Collected data
════════════════════

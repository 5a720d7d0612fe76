//! bananaphone e2e runner
//!
//! With no subcommand it starts the mock backend on a free port, launches the
//! relay binary pointed at it and runs every case.
//!
//!   cargo run                              # spawn the relay, run everything
//!   cargo run -- --filter streaming        # only cases whose name matches
//!   cargo run -- spawn --relay-port 19066  # explicit binary, config or ports
//!   cargo run -- attach                    # relay already running elsewhere
//!   cargo run -- list

mod backend;
mod client;
mod relay;
mod runner;
mod tests;
mod types;

use std::path::PathBuf;

use clap::{Args, Parser, Subcommand};
use relay::RelayProcess;
use runner::{list_tests, run_tests, TestContext};
use tests::all_tests;

#[derive(Parser)]
#[command(name = "e2e", about = "End-to-end tests for the bananaphone relay")]
struct Cli {
    #[command(subcommand)]
    command: Option<Command>,

    /// Only run tests whose name contains this string
    #[arg(long, short, global = true)]
    filter: Option<String>,
}

#[derive(Subcommand)]
enum Command {
    /// Launch the relay binary against the mock backend and run the tests
    Spawn(SpawnArgs),

    /// Run the tests against a relay that is already listening
    Attach {
        /// Address of the running relay
        #[arg(long, default_value = "127.0.0.1:18066")]
        relay_addr: String,

        /// Port the running relay dials for its backend
        #[arg(long, default_value_t = 18080)]
        backend_port: u16,
    },

    /// List all available tests
    List,
}

#[derive(Args)]
struct SpawnArgs {
    /// bananaphone binary (defaults to the newest build under ../target)
    #[arg(long)]
    relay_bin: Option<PathBuf>,

    /// Relay config supplying keys, prompt policy and registry
    #[arg(long, default_value = "test_configs/relay.yaml")]
    relay_config: PathBuf,

    /// Mock backend port, 0 for any free port
    #[arg(long, default_value_t = 0)]
    backend_port: u16,

    /// Port the relay is told to listen on
    #[arg(long, default_value_t = 18066)]
    relay_port: u16,
}

impl Default for SpawnArgs {
    fn default() -> Self {
        Self {
            relay_bin: None,
            relay_config: PathBuf::from("test_configs/relay.yaml"),
            backend_port: 0,
            relay_port: 18066,
        }
    }
}

#[tokio::main]
async fn main() -> anyhow::Result<()> {
    let cli = Cli::parse();

    let passed = match cli.command {
        None => spawn_and_run(SpawnArgs::default(), cli.filter).await?,
        Some(Command::Spawn(args)) => spawn_and_run(args, cli.filter).await?,
        Some(Command::Attach { relay_addr, backend_port }) => {
            let (backend_state, backend_addr) = backend::start(backend_port).await?;
            println!("Mock backend listening on {}", backend_addr);

            let ctx = TestContext {
                relay_addr,
                backend_state,
                http_client: client::build_client(),
            };
            run_tests(all_tests(), ctx, cli.filter.as_deref()).await
        }
        Some(Command::List) => {
            list_tests(&all_tests());
            true
        }
    };

    if !passed {
        std::process::exit(1);
    }
    Ok(())
}

/// Mock backend first, so its real address can be handed to the relay
async fn spawn_and_run(args: SpawnArgs, filter: Option<String>) -> anyhow::Result<bool> {
    let bin = match args.relay_bin {
        Some(bin) => bin,
        None => relay::locate_binary()?,
    };

    let (backend_state, backend_addr) = backend::start(args.backend_port).await?;
    println!("Mock backend listening on {}", backend_addr);

    let http_client = client::build_client();
    let mut relay = RelayProcess::spawn(&bin, &args.relay_config, args.relay_port, backend_addr)?;
    relay.wait_ready(&http_client).await?;
    println!("Relay is ready at {}\n", relay.addr);

    let ctx = TestContext {
        relay_addr: relay.addr.clone(),
        backend_state,
        http_client,
    };
    let passed = run_tests(all_tests(), ctx, filter.as_deref()).await;

    relay.stop().await;
    Ok(passed)
}
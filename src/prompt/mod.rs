//! Conversation shaping: system prompt policy, empty-content
//! normalization, profile templating and stop injection

mod formatter;
mod policy;

pub use formatter::{format, inject_stops, normalize_empty, EMPTY_CONTENT_PLACEHOLDER};
pub use policy::{apply_policy, INSTRUCTIONS_NAME};
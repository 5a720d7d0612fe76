//! Relay server: shared state, router and listener

use axum::{
    extract::DefaultBodyLimit,
    middleware,
    routing::{get, options, post},
    Json, Router,
};
use serde_json::{json, Value};
use std::net::SocketAddr;
use std::sync::Arc;
use tower_http::cors::{Any, CorsLayer};
use tower_http::trace::TraceLayer;

use super::{auth, handler, legacy, passthrough};
use crate::config::AppConfig;
use crate::error::ServerError;
use crate::registry::ModelRegistry;

const MAX_BODY_BYTES: usize = 100 * 1024 * 1024;

/// Shared, read-only state for every request
#[derive(Clone)]
pub struct ProxyState {
    pub config: Arc<AppConfig>,
    pub registry: Arc<ModelRegistry>,
    pub http_client: reqwest::Client,
}

impl ProxyState {
    pub fn new(config: AppConfig, registry: ModelRegistry) -> Result<Self, ServerError> {
        let http_client = build_http_client(&config)?;
        Ok(Self {
            config: Arc::new(config),
            registry: Arc::new(registry),
            http_client,
        })
    }
}

/// Build the backend HTTP client with timeouts and TLS configuration
pub fn build_http_client(config: &AppConfig) -> Result<reqwest::Client, ServerError> {
    let timeouts = &config.backend.timeouts;
    let mut client_builder = reqwest::Client::builder()
        .connect_timeout(timeouts.connect())
        .read_timeout(timeouts.read())
        .pool_max_idle_per_host(10);

    if let Some(ref tls) = config.backend.tls {
        if tls.accept_invalid_certs {
            client_builder = client_builder.danger_accept_invalid_certs(true);
            tracing::warn!("TLS: Accepting invalid certificates (use only for development/testing)");
        }

        if let Some(ref ca_path) = tls.ca_cert_path {
            let ca_cert = std::fs::read(ca_path)?;
            let ca_cert = reqwest::Certificate::from_pem(&ca_cert)?;
            client_builder = client_builder.add_root_certificate(ca_cert);
            tracing::info!("TLS: Loaded custom CA certificate from {}", ca_path);
        }

        if let (Some(cert_path), Some(key_path)) = (&tls.client_cert_path, &tls.client_key_path) {
            let cert_pem = std::fs::read(cert_path)?;
            let key_pem = std::fs::read(key_path)?;

            let identity = reqwest::Identity::from_pem(&[cert_pem, key_pem].concat())?;
            client_builder = client_builder.identity(identity);
            tracing::info!("TLS: Loaded client certificate from {} for mTLS", cert_path);
        }
    }

    Ok(client_builder.build()?)
}

pub fn build_router(state: ProxyState) -> Router {
    let api: Router<ProxyState> = Router::new()
        .route("/v1/chat/completions", post(handler::chat_completions))
        .route("/v1/completions", post(legacy::completions))
        .route("/v1/models", get(passthrough::list_models))
        .route_layer(middleware::from_fn_with_state(
            state.clone(),
            auth::require_api_key,
        ));

    // CorsLayer answers every OPTIONS itself, so the backend OPTIONS relays
    // are added after it.
    Router::new()
        .route("/", get(root_handler))
        .route("/health", get(health_handler))
        .route("/favicon.ico", get(passthrough::favicon))
        .merge(api)
        .layer(DefaultBodyLimit::max(MAX_BODY_BYTES))
        .layer(CorsLayer::new().allow_origin(Any).allow_methods(Any).allow_headers(Any))
        .route("/v1/chat/completions", options(passthrough::relay_options))
        .route("/v1/models", options(passthrough::relay_options))
        .layer(TraceLayer::new_for_http())
        .with_state(state)
}

/// Run the relay until the listener fails
pub async fn run_server(config: AppConfig, registry: ModelRegistry) -> Result<(), ServerError> {
    let addr: SocketAddr = format!("{}:{}", config.server.host, config.server.port).parse()?;
    let backend = config.backend.base_url();
    let state = ProxyState::new(config, registry)?;

    let app = build_router(state.clone());
    let listener = tokio::net::TcpListener::bind(addr).await?;

    tracing::info!("bananaphone listening on {}", addr);
    tracing::info!("Relaying to {}", backend);
    tracing::info!(
        profiles = state.registry.len(),
        autostyle = state.config.prompt.autostyle,
        auth = state.config.auth.is_enabled(),
        "Relay configured"
    );

    Ok(axum::serve(listener, app).await?)
}

/// Root greeting, also answers HEAD
async fn root_handler() -> Json<Value> {
    Json(json!({"message": "bananaphone relay is running"}))
}

/// Health check endpoint
async fn health_handler() -> &'static str {
    "OK"
}
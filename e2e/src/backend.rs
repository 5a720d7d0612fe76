//! Mock backend server that simulates an LM Studio style completion engine
//!
//! Serves the model list (with a configurable loaded model), chat completions
//! from a queue of canned responses, and OPTIONS on both relayed paths.
//! Tests pre-configure responses via SharedBackendState before each request.

use axum::{
    body::Body,
    extract::State,
    http::{header, Request, StatusCode},
    response::{IntoResponse, Response},
    routing::{get, post},
    Json, Router,
};
use std::net::SocketAddr;
use tokio::net::TcpListener;

use crate::types::{BackendState, MockResponse, ReceivedRequest, SharedBackendState, DEFAULT_MODEL_ID};

/// Default fallback response when no response is queued
fn default_completion_response() -> MockResponse {
    MockResponse::json(
        r#"{"id":"chatcmpl-default","object":"chat.completion","created":1700000000,"model":"test-model","choices":[{"index":0,"message":{"role":"assistant","content":"Default response (no mock queued)"},"finish_reason":"stop"}],"usage":{"prompt_tokens":10,"completion_tokens":5,"total_tokens":15}}"#,
    )
}

/// Handle POST /v1/chat/completions - serves pre-configured mock responses
async fn handle_chat_completions(
    State(state): State<SharedBackendState>,
    request: Request<Body>,
) -> Response {
    let authorization = request
        .headers()
        .get(header::AUTHORIZATION)
        .and_then(|v| v.to_str().ok())
        .map(String::from);

    let body_bytes = axum::body::to_bytes(request.into_body(), 10 * 1024 * 1024)
        .await
        .unwrap_or_default();
    let body_json: serde_json::Value = serde_json::from_slice(&body_bytes).unwrap_or(serde_json::Value::Null);

    let received = ReceivedRequest {
        method: "POST".to_string(),
        path: "/v1/chat/completions".to_string(),
        authorization,
        body: body_json,
    };

    // Pop the next configured response (or use default)
    let mock_response = {
        let mut state = state.lock().unwrap();
        state.received_requests.push(received);
        state.response_queue.pop_front().unwrap_or_else(default_completion_response)
    };

    Response::builder()
        .status(mock_response.status)
        .header("Content-Type", &mock_response.content_type)
        .body(Body::from(mock_response.body))
        .unwrap()
        .into_response()
}

/// Handle GET /v1/models - reports the currently "loaded" model first
async fn handle_models(State(state): State<SharedBackendState>) -> impl IntoResponse {
    let model_id = state.lock().unwrap().model_id.clone();
    Json(serde_json::json!({
        "object": "list",
        "data": [
            {"id": model_id, "object": "model", "owned_by": "organization-owner"},
            {"id": "text-embedding-nomic-embed-text-v1.5", "object": "model", "owned_by": "organization-owner"}
        ]
    }))
}

/// Handle OPTIONS on relayed paths
async fn handle_options() -> impl IntoResponse {
    (
        StatusCode::NO_CONTENT,
        [
            ("Allow", "GET, POST, OPTIONS"),
            ("X-Mock-Backend", "options"),
        ],
    )
}

/// Start the mock backend on `port` (0 picks a free one)
///
/// Returns the shared state handle and the address actually bound.
pub async fn start(port: u16) -> anyhow::Result<(SharedBackendState, SocketAddr)> {
    let state: SharedBackendState = std::sync::Arc::new(std::sync::Mutex::new(BackendState::default()));

    let app = Router::new()
        .route(
            "/v1/chat/completions",
            post(handle_chat_completions).options(handle_options),
        )
        .route("/v1/models", get(handle_models).options(handle_options))
        .with_state(state.clone());

    let requested = SocketAddr::from(([127, 0, 0, 1], port));
    let listener = TcpListener::bind(requested).await
        .map_err(|e| anyhow::anyhow!("Failed to bind mock backend to {}: {}", requested, e))?;
    let addr = listener.local_addr()?;

    tokio::spawn(async move {
        axum::serve(listener, app).await.expect("Mock backend server failed");
    });

    Ok((state, addr))
}

/// Forget queued replies and recorded requests, and reload the default model
pub fn reset(state: &SharedBackendState) {
    let mut s = state.lock().unwrap();
    s.response_queue.clear();
    s.received_requests.clear();
    s.model_id = DEFAULT_MODEL_ID.to_string();
}

/// Helper to configure the next response for /v1/chat/completions
pub fn queue_response(state: &SharedBackendState, response: MockResponse) {
    state.lock().unwrap().response_queue.push_back(response);
}

/// Helper to change which model the backend reports as loaded
pub fn set_model_id(state: &SharedBackendState, model_id: &str) {
    state.lock().unwrap().model_id = model_id.to_string();
}

/// Helper to get all requests received since last clear
pub fn drain_requests(state: &SharedBackendState) -> Vec<ReceivedRequest> {
    let mut s = state.lock().unwrap();
    s.received_requests.drain(..).collect()
}
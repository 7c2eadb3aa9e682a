use serde::Deserialize;
use validator::Validate;

use crate::model::quote::DeliveryAddress;
use crate::model::supplier::SupplierStatus;

#[derive(Debug, Clone, Deserialize, Validate)]
pub struct SupplierRequest {
    #[validate(length(min = 1, max = 200))]
    pub company_name: String,
    #[validate(length(min = 1, max = 200))]
    pub contact_name: String,
    #[validate(email)]
    pub email: String,
    #[validate(length(min = 1, max = 50))]
    pub phone: String,
    pub address: DeliveryAddress,
    pub status: Option<SupplierStatus>,
    #[serde(default)]
    pub product_categories: Vec<String>,
    #[validate(length(max = 2000))]
    pub notes: Option<String>,
    #[validate(length(min = 1, max = 50))]
    pub supplier_code: String,
    #[validate(url)]
    pub website_url: Option<String>,
}

#[derive(Debug, Clone, Deserialize, Validate)]
pub struct AddSupplierProductRequest {
    #[validate(length(min = 1))]
    pub product_id: String,
    #[validate(length(max = 100))]
    pub supplier_product_code: Option<String>,
    #[validate(url)]
    pub supplier_product_url: Option<String>,
    #[serde(default)]
    #[validate(range(min = 0.0))]
    pub supplier_price: f64,
    #[validate(length(max = 2000))]
    pub notes: Option<String>,
}

/// Fields left out keep their stored value.
#[derive(Debug, Clone, Default, Deserialize, Validate)]
pub struct UpdateSupplierProductRequest {
    #[validate(length(max = 100))]
    pub supplier_product_code: Option<String>,
    #[validate(url)]
    pub supplier_product_url: Option<String>,
    #[validate(range(min = 0.0))]
    pub supplier_price: Option<f64>,
    pub is_active: Option<bool>,
    #[validate(length(max = 2000))]
    pub notes: Option<String>,
}
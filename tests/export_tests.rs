mod common;

use std::io::{Cursor, Read};

use admin_panel_backend::export::workbook::quote_workbook;
use admin_panel_backend::export::{export_quote, export_quotes, ARCHIVE_CONTENT_TYPE};
use admin_panel_backend::model::quote::DeliveryAddress;
use admin_panel_backend::model::quote_status::QuoteStatus;
use common::{at, item, quote};
use zip::ZipArchive;

/// Entry names and contents of an archive, in archive order.
fn unzip(bytes: &[u8]) -> Vec<(String, String)> {
    let mut archive = ZipArchive::new(Cursor::new(bytes)).unwrap();
    (0..archive.len())
        .map(|i| {
            let mut entry = archive.by_index(i).unwrap();
            let mut text = String::new();
            entry.read_to_string(&mut text).unwrap();
            (entry.name().to_string(), text)
        })
        .collect()
}

#[test]
fn test_single_quote_archive_layout() {
    let mut q = quote("q7", QuoteStatus::InProgress, at(2025, 1, 5, 14, 30));
    q.case_id = 1042;
    q.basket.push(item("p-desk", "Desk", 1250.0, 1, Some("Office")));

    let file = export_quote(&q, at(2025, 2, 1, 8, 0)).unwrap();
    assert_eq!(file.file_name, "Quote_q7_2025-02-01.zip");
    assert_eq!(file.content_type, ARCHIVE_CONTENT_TYPE);

    let entries = unzip(&file.bytes);
    let names: Vec<&str> = entries.iter().map(|(name, _)| name.as_str()).collect();
    assert_eq!(names, vec!["01-quote-overview.csv", "02-customer-info.csv", "03-products.csv"]);

    let overview = &entries[0].1;
    assert!(overview.starts_with("Quote Overview\n"));
    assert!(overview.contains("Case ID,1042\n"));
    assert!(overview.contains("Status,IN_PROGRESS\n"));
    assert!(overview.contains("Created At,\"January 5, 2025, 02:30 PM\"\n"));
    assert!(overview.contains("Total Amount,\"$1,350.00\"\n"));

    let products = &entries[2].1;
    assert!(products.contains("Chair,M,Oak,2,$50.00,$100.00\n"));
    assert!(products.contains("Desk,M,Oak,1,\"$1,250.00\",\"$1,250.00\"\n"));
    assert!(products.ends_with("Subtotal,,,,,\"$1,350.00\"\n"));
}

#[test]
fn test_customer_sheet_marks_missing_values() {
    let mut q = quote("q1", QuoteStatus::Pending, at(2025, 1, 5, 9, 0));
    let workbook = quote_workbook(&q);
    let customer = workbook.sheet("Customer Info").unwrap();
    assert_eq!(customer.find_row("Full Name").unwrap()[1], "Jane Doe");
    assert_eq!(customer.find_row("Company").unwrap()[1], "-");
    assert_eq!(customer.find_row("Street").unwrap()[1], "-");
    assert_eq!(customer.find_row("Delivery").unwrap()[1], "Yes");
    assert_eq!(customer.find_row("Installation").unwrap()[1], "No");

    q.company_name = Some("Acme Ltd".to_string());
    q.delivery_address = Some(DeliveryAddress {
        street: "1 High St".to_string(),
        city: "Leeds".to_string(),
        state: "West Yorkshire".to_string(),
        postcode: "LS1 1AA".to_string(),
    });
    let workbook = quote_workbook(&q);
    let customer = workbook.sheet("Customer Info").unwrap();
    assert_eq!(customer.find_row("Company").unwrap()[1], "Acme Ltd");
    assert_eq!(customer.find_row("Postal Code").unwrap()[1], "LS1 1AA");
}

#[test]
fn test_list_archive_has_one_row_per_quote() {
    let mut first = quote("a", QuoteStatus::Approved, at(2025, 3, 2, 9, 0));
    first.basket.push(item("p-lamp", "Lamp", 20.0, 1, None));
    let second = quote("b", QuoteStatus::Pending, at(2025, 3, 1, 9, 0));

    let file = export_quotes(&[first, second], at(2025, 3, 3, 0, 0)).unwrap();
    assert_eq!(file.file_name, "quotes_2025-03-03.zip");

    let entries = unzip(&file.bytes);
    assert_eq!(entries.len(), 1);
    assert_eq!(entries[0].0, "01-quotes.csv");
    let lines: Vec<&str> = entries[0].1.lines().collect();
    assert_eq!(lines[0], "Date,Customer,Email,Phone,Status,Total Amount,Products");
    assert_eq!(
        lines[1],
        "2025-03-02,Jane Doe,a@example.com,+44 20 7946 0000,approved,$120.00,\"Chair, Lamp\""
    );
    assert!(lines[2].starts_with("2025-03-01,Jane Doe,b@example.com"));
    assert_eq!(lines.len(), 3);
}

#[test]
fn test_empty_list_still_has_header() {
    let file = export_quotes(&[], at(2025, 3, 3, 0, 0)).unwrap();
    let entries = unzip(&file.bytes);
    assert_eq!(entries[0].1, "Date,Customer,Email,Phone,Status,Total Amount,Products\n");
}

════════════════════

Copy out every line in the entries above that holds "TcpListener".

    let listener = tokio::net::TcpListener::bind(addr).await?;
use tokio::net::TcpListener;
    let listener = TcpListener::bind(requested).await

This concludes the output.